1941 Goudey Baseball #5, George McQuinn

Mean Mr. McQuinn looks really unhappy about something in 1941. The German invasion of Poland? American isolationist policies prior to the attack on Pearl Harbor? Both are possible, but my choice is "being on the St. Louis Browns for the prime years of my career."

Card front (blank back)

After dominating the hobby with its creative, eye-catching sets a decade earlier, Goudey's blasé 1941 effort tells us more about the company itself than the game of baseball. They printed its austere 33 cards on scrap rag paper due to shortages. Mel Ott and Carl Hubbell are the only superstars and each card in the set is blank-backed, so what you see is what you get. Four fruit colors serve as the set's only "innovation" and create a very challenging master set. (I'm not one for grading companies, but note the #1 PSA set entry isn't even complete, let alone in good condition.)

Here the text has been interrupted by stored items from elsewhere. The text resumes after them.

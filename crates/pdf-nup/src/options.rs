use crate::types::*;

#[cfg(feature = "serde")]
use serde::{Deserialize, Serialize};

/// N-up composition configuration
#[derive(Debug, Clone, Copy, PartialEq, Default)]
#[cfg_attr(feature = "serde", derive(Serialize, Deserialize))]
#[cfg_attr(feature = "serde", serde(default))]
pub struct NupOptions {
    pub layout: Layout,
    pub spacing: Spacing,
    pub orientation: Orientation,
    /// Base paper size, transposed by `orientation`
    pub paper_size: PaperSize,
}

impl NupOptions {
    pub fn new(layout: Layout, spacing: Spacing, orientation: Orientation) -> Self {
        Self {
            layout,
            spacing,
            orientation,
            paper_size: PaperSize::Letter,
        }
    }

    /// Load options from JSON file
    #[cfg(feature = "serde")]
    pub async fn load(path: impl AsRef<std::path::Path>) -> Result<Self> {
        let bytes = tokio::fs::read(path).await?;
        let options: Self = serde_json::from_slice(&bytes)
            .map_err(|e| NupError::Config(format!("Failed to parse config: {}", e)))?;
        options.validate()?;
        Ok(options)
    }

    /// Save options to JSON file
    #[cfg(feature = "serde")]
    pub async fn save(&self, path: impl AsRef<std::path::Path>) -> Result<()> {
        let json = serde_json::to_string_pretty(self)
            .map_err(|e| NupError::Config(format!("Failed to serialize config: {}", e)))?;
        tokio::fs::write(path, json).await?;
        Ok(())
    }

    /// Validate the options
    pub fn validate(&self) -> Result<()> {
        if let PaperSize::Custom {
            width_pt,
            height_pt,
        } = self.paper_size
        {
            let valid = |v: f32| v.is_finite() && v > 0.0;
            if !valid(width_pt) || !valid(height_pt) {
                return Err(NupError::Config(format!(
                    "Custom paper size must be positive, got {} x {} pt",
                    width_pt, height_pt
                )));
            }
        }

        Ok(())
    }

    /// Output sheet (width, height) in points
    pub fn sheet_dimensions(&self) -> (f32, f32) {
        self.paper_size.dimensions_with_orientation(self.orientation)
    }

    /// File name for the composed document, e.g. `report-2-up-landscape.pdf`
    pub fn output_file_name(&self, original_name: &str) -> String {
        output_file_name(original_name, self.layout, self.orientation)
    }
}

/// Build `<base>-<layout>-<orientation>.pdf` from the uploaded file name.
///
/// A trailing `.pdf` is stripped regardless of case.
pub fn output_file_name(original_name: &str, layout: Layout, orientation: Orientation) -> String {
    let base = match original_name.len().checked_sub(4) {
        Some(split)
            if original_name.is_char_boundary(split)
                && original_name[split..].eq_ignore_ascii_case(".pdf") =>
        {
            &original_name[..split]
        }
        _ => original_name,
    };

    format!("{}-{}-{}.pdf", base, layout, orientation)
}
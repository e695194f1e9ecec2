//! Fitting a source page into a cell

use crate::types::{FitTransform, NupError, Result};

/// Scale a page to fit inside a cell while keeping its aspect ratio,
/// centred on both axes.
///
/// The scale is `min(cell_width / page_width, cell_height / page_height)`,
/// so the drawn page never exceeds the cell on either axis.
pub fn fit(page_width: f32, page_height: f32, cell_width: f32, cell_height: f32) -> Result<FitTransform> {
    if !is_positive(page_width) || !is_positive(page_height) {
        return Err(NupError::InvalidPageGeometry {
            page: None,
            width: page_width,
            height: page_height,
        });
    }

    let scale_x = cell_width / page_width;
    let scale_y = cell_height / page_height;
    let scale = scale_x.min(scale_y);

    let offset_x = (cell_width - page_width * scale) / 2.0;
    let offset_y = (cell_height - page_height * scale) / 2.0;

    Ok(FitTransform {
        scale,
        offset_x,
        offset_y,
    })
}

/// Finite and strictly greater than zero
pub(crate) fn is_positive(value: f32) -> bool {
    value.is_finite() && value > 0.0
}
use lopdf::{Dictionary, Document, Object, Stream};
use pdf_nup::constants::MAX_UPLOAD_BYTES;
use pdf_nup::*;

fn create_test_pdf(num_pages: usize) -> Vec<u8> {
    let mut doc = Document::with_version("1.7");
    let pages_id = doc.new_object_id();

    let mut kids = Vec::new();
    for _ in 0..num_pages {
        let content_id = doc.add_object(Stream::new(Dictionary::new(), b"q Q".to_vec()));
        let page_id = doc.add_object(Dictionary::from_iter(vec![
            ("Type", Object::Name(b"Page".to_vec())),
            ("Parent", Object::Reference(pages_id)),
            (
                "MediaBox",
                Object::Array(vec![
                    Object::Integer(0),
                    Object::Integer(0),
                    Object::Integer(612),
                    Object::Integer(792),
                ]),
            ),
            ("Contents", Object::Reference(content_id)),
        ]));
        kids.push(Object::Reference(page_id));
    }

    let pages_dict = Dictionary::from_iter(vec![
        ("Type", Object::Name(b"Pages".to_vec())),
        ("Kids", Object::Array(kids)),
        ("Count", Object::Integer(num_pages as i64)),
    ]);
    doc.objects.insert(pages_id, Object::Dictionary(pages_dict));

    let catalog_id = doc.add_object(Dictionary::from_iter(vec![
        ("Type", Object::Name(b"Catalog".to_vec())),
        ("Pages", Object::Reference(pages_id)),
    ]));
    doc.trailer.set("Root", catalog_id);

    let mut writer = Vec::new();
    doc.save_to(&mut writer).unwrap();
    writer
}

#[test]
fn test_accept_upload_counts_pages() {
    let doc = accept_upload("slides.pdf", create_test_pdf(6)).unwrap();
    assert_eq!(doc.page_count, 6);
    assert_eq!(doc.file_name, "slides.pdf");
}

#[test]
fn test_upload_without_pdf_name_or_signature() {
    let result = validate_upload("notes.txt", b"plain text");
    assert!(matches!(
        result,
        Err(NupError::Upload(UploadRejection::NotPdf))
    ));
}

#[test]
fn test_upload_signature_overrides_extension() {
    let bytes = create_test_pdf(1);
    assert!(validate_upload("scan", &bytes).is_ok());
}

#[test]
fn test_upload_too_large() {
    let bytes = vec![b' '; MAX_UPLOAD_BYTES + 1];
    match validate_upload("huge.pdf", &bytes) {
        Err(NupError::Upload(UploadRejection::TooLarge { size, limit })) => {
            assert_eq!(size, MAX_UPLOAD_BYTES + 1);
            assert_eq!(limit, MAX_UPLOAD_BYTES);
        }
        other => panic!("Expected TooLarge, got {:?}", other),
    }
}

#[test]
fn test_upload_with_no_pages() {
    assert!(matches!(
        accept_upload("empty.pdf", create_test_pdf(0)),
        Err(NupError::NoPages)
    ));
}

#[test]
fn test_store_replaces_and_clears() {
    let mut store = WorkingStore::default();
    assert!(store.get().is_none());

    store.put(WorkingDocument::new(vec![1u8; 10], "a.pdf", 1)).unwrap();
    store.put(WorkingDocument::new(vec![2u8; 10], "b.pdf", 2)).unwrap();
    assert_eq!(store.get().map(|d| d.file_name.as_str()), Some("b.pdf"));

    store.clear();
    assert!(store.get().is_none());
}

#[test]
fn test_store_quota_exceeded() {
    let mut store = WorkingStore::with_quota(16);
    store.put(WorkingDocument::new(vec![0u8; 8], "small.pdf", 1)).unwrap();

    let err = store
        .put(WorkingDocument::new(vec![0u8; 32], "big.pdf", 1))
        .unwrap_err();
    match &err {
        NupError::StorageExhausted { attempted, quota } => {
            assert_eq!(*attempted, 32);
            assert_eq!(*quota, 16);
        }
        other => panic!("Expected StorageExhausted, got {:?}", other),
    }
    assert!(err.user_message().contains("32 B"));

    // The previous document was cleared before the rejected write
    assert!(store.get().is_none());
}

#[test]
fn test_user_messages_are_distinct() {
    let errors = [
        NupError::Encrypted,
        NupError::NoPages,
        NupError::InvalidPageGeometry {
            page: Some(1),
            width: 0.0,
            height: 1.0,
        },
        NupError::RendererInit("missing library".to_string()),
        NupError::Render {
            page: Some(0),
            message: "boom".to_string(),
        },
        NupError::StorageExhausted {
            attempted: 10,
            quota: 5,
        },
        NupError::Config("x".to_string()),
        NupError::Upload(UploadRejection::NotPdf),
    ];

    let messages: Vec<String> = errors.iter().map(NupError::user_message).collect();
    for (i, a) in messages.iter().enumerate() {
        for b in messages.iter().skip(i + 1) {
            assert_ne!(a, b);
        }
    }

    // Internal text never leaks into the user message
    assert!(!messages[3].contains("missing library"));
    assert!(!messages[4].contains("boom"));
}
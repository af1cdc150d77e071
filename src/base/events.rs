//! Event emitter for observer notifications.
//!
//! Subscribers are closures invoked with the event and mutable access to the
//! owning object. Owners emit via the take/emit pattern so a subscriber can
//! freely mutate the owner without aliasing the subscriber list:
//!
//! ```ignore
//! let emitter = std::mem::take(&mut self.events);
//! self.events = emitter.emit(event, self);
//! ```

type Subscriber<E, O> = Box<dyn Fn(&E, &mut O)>;

/// Holds subscribers for events of type `E` on an owner of type `O`.
pub struct EventEmitter<E, O> {
    subscribers: Vec<Subscriber<E, O>>,
}

impl<E, O> EventEmitter<E, O> {
    pub fn new() -> Self {
        Self {
            subscribers: Vec::new(),
        }
    }

    /// Register a subscriber. Subscribers run in registration order.
    pub fn subscribe(&mut self, subscriber: impl Fn(&E, &mut O) + 'static) {
        self.subscribers.push(Box::new(subscriber));
    }

    /// Deliver an event to every subscriber, returning the emitter so the
    /// owner can store it back after a `std::mem::take`.
    pub fn emit(self, event: E, owner: &mut O) -> Self {
        for subscriber in &self.subscribers {
            subscriber(&event, owner);
        }
        self
    }

    pub fn subscriber_count(&self) -> usize {
        self.subscribers.len()
    }
}

impl<E, O> Default for EventEmitter<E, O> {
    fn default() -> Self {
        Self::new()
    }
}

While no Mel Ott, McQuinn was a decent player. He made 7 All-Star games, placed 6th in the MVP voting for the title-winning 1947 Yankees, and hit the only World Series homer in Browns history. He produced the rare feat of double-digit 2Bs, 3Bs, and HRs in back-to-back years and almost always walked more than he struck out. This maintained his run production despite below-average teammates and George dipped below 100 OPS+ only once in 11 full seasons.

Goudey did me two favors by mis-cutting this #5. First, it's affordable, a magic word in my world. Second, we get some insight into the printing setup, as the top of #19 Posedel appears below McQuinn; compare the hat brim on both.


Cutting problems plague the 1941 set, given its "stacked" process. Sheets near the top would cut cleanly, but the bottom would slide out slightly and deliver the final product you see here.

The set's an alluring pre-war target, with only 33 cards and no huge names. However, heed the words of my trading friend (and SCD contributor) George Vrechek.

"Category 4 – Nice cards but impossible, Double Black Diamonds in ski terminology. Forget ‘em. Just not available much even though book prices may not be ridiculous. A type card would be nice though. (emphasis added)"


UPDATE: This 1988 reprint shows what a well-cut card looks like.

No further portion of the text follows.